Record extracts

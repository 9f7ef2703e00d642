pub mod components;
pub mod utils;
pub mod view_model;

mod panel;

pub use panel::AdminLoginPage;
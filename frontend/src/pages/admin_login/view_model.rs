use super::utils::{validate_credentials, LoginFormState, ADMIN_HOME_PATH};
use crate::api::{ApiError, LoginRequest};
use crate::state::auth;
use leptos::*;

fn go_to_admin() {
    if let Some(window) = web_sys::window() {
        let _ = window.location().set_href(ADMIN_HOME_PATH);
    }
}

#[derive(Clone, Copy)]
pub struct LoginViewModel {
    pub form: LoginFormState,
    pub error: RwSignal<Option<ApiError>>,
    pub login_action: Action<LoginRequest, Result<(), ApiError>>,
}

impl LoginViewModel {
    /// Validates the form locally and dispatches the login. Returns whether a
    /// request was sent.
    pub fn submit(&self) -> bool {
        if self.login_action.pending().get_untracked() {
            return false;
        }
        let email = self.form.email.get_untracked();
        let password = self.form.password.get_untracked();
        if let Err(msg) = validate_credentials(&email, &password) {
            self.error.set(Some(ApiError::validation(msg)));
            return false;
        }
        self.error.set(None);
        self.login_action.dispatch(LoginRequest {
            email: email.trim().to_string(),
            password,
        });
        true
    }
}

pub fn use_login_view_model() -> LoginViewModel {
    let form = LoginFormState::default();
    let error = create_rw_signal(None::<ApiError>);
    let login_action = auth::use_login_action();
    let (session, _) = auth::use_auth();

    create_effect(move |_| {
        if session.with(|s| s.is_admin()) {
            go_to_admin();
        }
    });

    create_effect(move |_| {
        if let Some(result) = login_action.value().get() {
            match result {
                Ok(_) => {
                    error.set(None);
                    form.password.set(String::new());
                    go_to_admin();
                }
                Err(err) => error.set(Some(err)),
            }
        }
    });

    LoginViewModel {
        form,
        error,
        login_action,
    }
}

Task statement
Each entry above is to be quoted exactly.

Result for this task
repository 9f7ef2703e00d642
pub mod components;
pub mod utils;
pub mod view_model;

mod panel;

pub use panel::AdminLoginPage;
filename frontend/src/pages/admin_login/view_model.rs
use super::utils::{validate_credentials, LoginFormState, ADMIN_HOME_PATH};
use crate::api::{ApiError, LoginRequest};
use crate::state::auth;
use leptos::*;

fn go_to_admin() {
    if let Some(window) = web_sys::window() {
        let _ = window.location().set_href(ADMIN_HOME_PATH);
    }
}

#[derive(Clone, Copy)]
pub struct LoginViewModel {
    pub form: LoginFormState,
    pub error: RwSignal<Option<ApiError>>,
    pub login_action: Action<LoginRequest, Result<(), ApiError>>,
}

impl LoginViewModel {
    /// Validates the form locally and dispatches the login. Returns whether a
    /// request was sent.
    pub fn submit(&self) -> bool {
        if self.login_action.pending().get_untracked() {
            return false;
        }
        let email = self.form.email.get_untracked();
        let password = self.form.password.get_untracked();
        if let Err(msg) = validate_credentials(&email, &password) {
            self.error.set(Some(ApiError::validation(msg)));
            return false;
        }
        self.error.set(None);
        self.login_action.dispatch(LoginRequest {
            email: email.trim().to_string(),
            password,
        });
        true
    }
}

pub fn use_login_view_model() -> LoginViewModel {
    let form = LoginFormState::default();
    let error = create_rw_signal(None::<ApiError>);
    let login_action = auth::use_login_action();
    let (session, _) = auth::use_auth();

    create_effect(move |_| {
        if session.with(|s| s.is_admin()) {
            go_to_admin();
        }
    });

    create_effect(move |_| {
        if let Some(result) = login_action.value().get() {
            match result {
                Ok(_) => {
                    error.set(None);
                    form.password.set(String::new());
                    go_to_admin();
                }
                Err(err) => error.set(Some(err)),
            }
        }
    });

    LoginViewModel {
        form,
        error,
        login_action,
    }
}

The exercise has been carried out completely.